ENTRIES SUPPLIED ▸
________________________________________
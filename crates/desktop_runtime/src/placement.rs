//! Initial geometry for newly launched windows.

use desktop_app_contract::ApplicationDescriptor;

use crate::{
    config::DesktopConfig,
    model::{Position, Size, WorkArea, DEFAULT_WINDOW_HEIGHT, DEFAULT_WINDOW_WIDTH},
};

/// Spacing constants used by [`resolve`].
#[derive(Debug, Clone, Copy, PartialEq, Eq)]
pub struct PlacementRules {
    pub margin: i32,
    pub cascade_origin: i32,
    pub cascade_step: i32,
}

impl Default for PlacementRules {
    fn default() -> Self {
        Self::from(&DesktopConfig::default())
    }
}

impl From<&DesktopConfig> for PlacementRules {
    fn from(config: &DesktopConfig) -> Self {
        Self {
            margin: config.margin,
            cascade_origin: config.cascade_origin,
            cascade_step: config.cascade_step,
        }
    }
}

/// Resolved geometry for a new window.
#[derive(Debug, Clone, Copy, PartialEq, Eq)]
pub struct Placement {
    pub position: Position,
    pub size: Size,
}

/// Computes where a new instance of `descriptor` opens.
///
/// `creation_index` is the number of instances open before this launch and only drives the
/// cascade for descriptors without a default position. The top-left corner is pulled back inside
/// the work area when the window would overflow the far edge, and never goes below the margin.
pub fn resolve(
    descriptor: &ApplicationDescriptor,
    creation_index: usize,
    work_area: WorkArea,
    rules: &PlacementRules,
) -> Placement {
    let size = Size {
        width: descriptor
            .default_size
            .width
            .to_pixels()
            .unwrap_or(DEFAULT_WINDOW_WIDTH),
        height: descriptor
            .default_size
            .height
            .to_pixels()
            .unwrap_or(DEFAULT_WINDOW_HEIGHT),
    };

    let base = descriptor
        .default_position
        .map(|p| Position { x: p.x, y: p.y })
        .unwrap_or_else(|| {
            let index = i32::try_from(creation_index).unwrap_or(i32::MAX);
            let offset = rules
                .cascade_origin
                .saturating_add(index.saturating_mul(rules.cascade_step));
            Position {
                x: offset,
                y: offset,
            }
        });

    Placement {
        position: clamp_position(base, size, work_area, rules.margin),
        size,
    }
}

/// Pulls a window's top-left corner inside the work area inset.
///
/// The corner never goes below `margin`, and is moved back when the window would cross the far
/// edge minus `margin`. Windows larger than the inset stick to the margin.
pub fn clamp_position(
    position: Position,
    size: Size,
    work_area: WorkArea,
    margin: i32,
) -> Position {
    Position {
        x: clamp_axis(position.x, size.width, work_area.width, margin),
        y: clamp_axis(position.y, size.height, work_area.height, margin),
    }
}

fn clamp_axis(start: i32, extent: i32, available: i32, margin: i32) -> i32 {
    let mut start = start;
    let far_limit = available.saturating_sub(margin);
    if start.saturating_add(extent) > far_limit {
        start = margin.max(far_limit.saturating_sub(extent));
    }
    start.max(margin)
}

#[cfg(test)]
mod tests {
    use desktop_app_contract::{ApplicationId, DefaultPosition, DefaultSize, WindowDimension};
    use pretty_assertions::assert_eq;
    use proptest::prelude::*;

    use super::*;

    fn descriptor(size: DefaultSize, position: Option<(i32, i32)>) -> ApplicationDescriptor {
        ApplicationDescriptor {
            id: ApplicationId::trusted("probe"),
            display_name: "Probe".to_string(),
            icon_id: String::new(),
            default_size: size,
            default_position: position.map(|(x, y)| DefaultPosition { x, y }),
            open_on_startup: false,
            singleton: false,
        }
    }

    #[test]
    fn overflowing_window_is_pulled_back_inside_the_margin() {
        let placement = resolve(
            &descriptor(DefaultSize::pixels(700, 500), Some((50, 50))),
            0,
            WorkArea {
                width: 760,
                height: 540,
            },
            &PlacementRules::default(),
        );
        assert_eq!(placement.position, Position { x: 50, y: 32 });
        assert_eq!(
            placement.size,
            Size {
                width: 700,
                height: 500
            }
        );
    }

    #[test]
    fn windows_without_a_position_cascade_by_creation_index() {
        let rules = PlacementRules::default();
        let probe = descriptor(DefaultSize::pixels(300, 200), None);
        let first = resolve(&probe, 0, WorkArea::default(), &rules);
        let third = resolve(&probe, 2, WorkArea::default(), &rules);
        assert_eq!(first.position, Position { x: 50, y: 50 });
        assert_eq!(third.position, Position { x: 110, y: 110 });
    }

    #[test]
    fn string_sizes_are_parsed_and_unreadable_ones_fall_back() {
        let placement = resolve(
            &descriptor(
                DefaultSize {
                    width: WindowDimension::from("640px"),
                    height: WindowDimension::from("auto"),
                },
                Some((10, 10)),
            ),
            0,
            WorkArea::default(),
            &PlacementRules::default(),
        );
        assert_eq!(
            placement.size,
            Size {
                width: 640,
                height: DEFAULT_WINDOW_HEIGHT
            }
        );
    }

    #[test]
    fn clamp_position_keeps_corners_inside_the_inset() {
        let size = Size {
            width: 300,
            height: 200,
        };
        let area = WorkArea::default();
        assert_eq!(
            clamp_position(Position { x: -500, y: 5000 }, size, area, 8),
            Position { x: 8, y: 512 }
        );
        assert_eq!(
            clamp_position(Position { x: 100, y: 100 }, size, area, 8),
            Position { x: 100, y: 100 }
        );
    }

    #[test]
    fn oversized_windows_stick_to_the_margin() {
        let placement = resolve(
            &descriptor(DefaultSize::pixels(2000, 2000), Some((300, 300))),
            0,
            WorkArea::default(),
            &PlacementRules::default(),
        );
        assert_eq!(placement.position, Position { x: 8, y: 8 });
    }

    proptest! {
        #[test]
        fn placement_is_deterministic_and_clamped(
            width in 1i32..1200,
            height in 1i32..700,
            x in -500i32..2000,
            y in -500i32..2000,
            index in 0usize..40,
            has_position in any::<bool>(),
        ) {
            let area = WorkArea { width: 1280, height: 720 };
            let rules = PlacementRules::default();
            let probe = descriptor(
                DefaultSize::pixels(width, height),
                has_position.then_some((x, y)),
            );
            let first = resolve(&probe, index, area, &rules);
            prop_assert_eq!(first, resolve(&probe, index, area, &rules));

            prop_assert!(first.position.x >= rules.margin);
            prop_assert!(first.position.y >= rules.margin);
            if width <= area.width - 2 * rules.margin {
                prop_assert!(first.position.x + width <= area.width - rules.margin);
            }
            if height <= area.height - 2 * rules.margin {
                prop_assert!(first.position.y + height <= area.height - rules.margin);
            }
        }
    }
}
________________________________________
Where a line in the entries holds the word "DefaultSize", copy that line.

SOLUTION TO THE PROBLEM ▸
    use desktop_app_contract::{ApplicationId, DefaultPosition, DefaultSize, WindowDimension};
    fn descriptor(size: DefaultSize, position: Option<(i32, i32)>) -> ApplicationDescriptor {
            &descriptor(DefaultSize::pixels(700, 500), Some((50, 50))),
        let probe = descriptor(DefaultSize::pixels(300, 200), None);
                DefaultSize {
            &descriptor(DefaultSize::pixels(2000, 2000), Some((300, 300))),
                DefaultSize::pixels(width, height),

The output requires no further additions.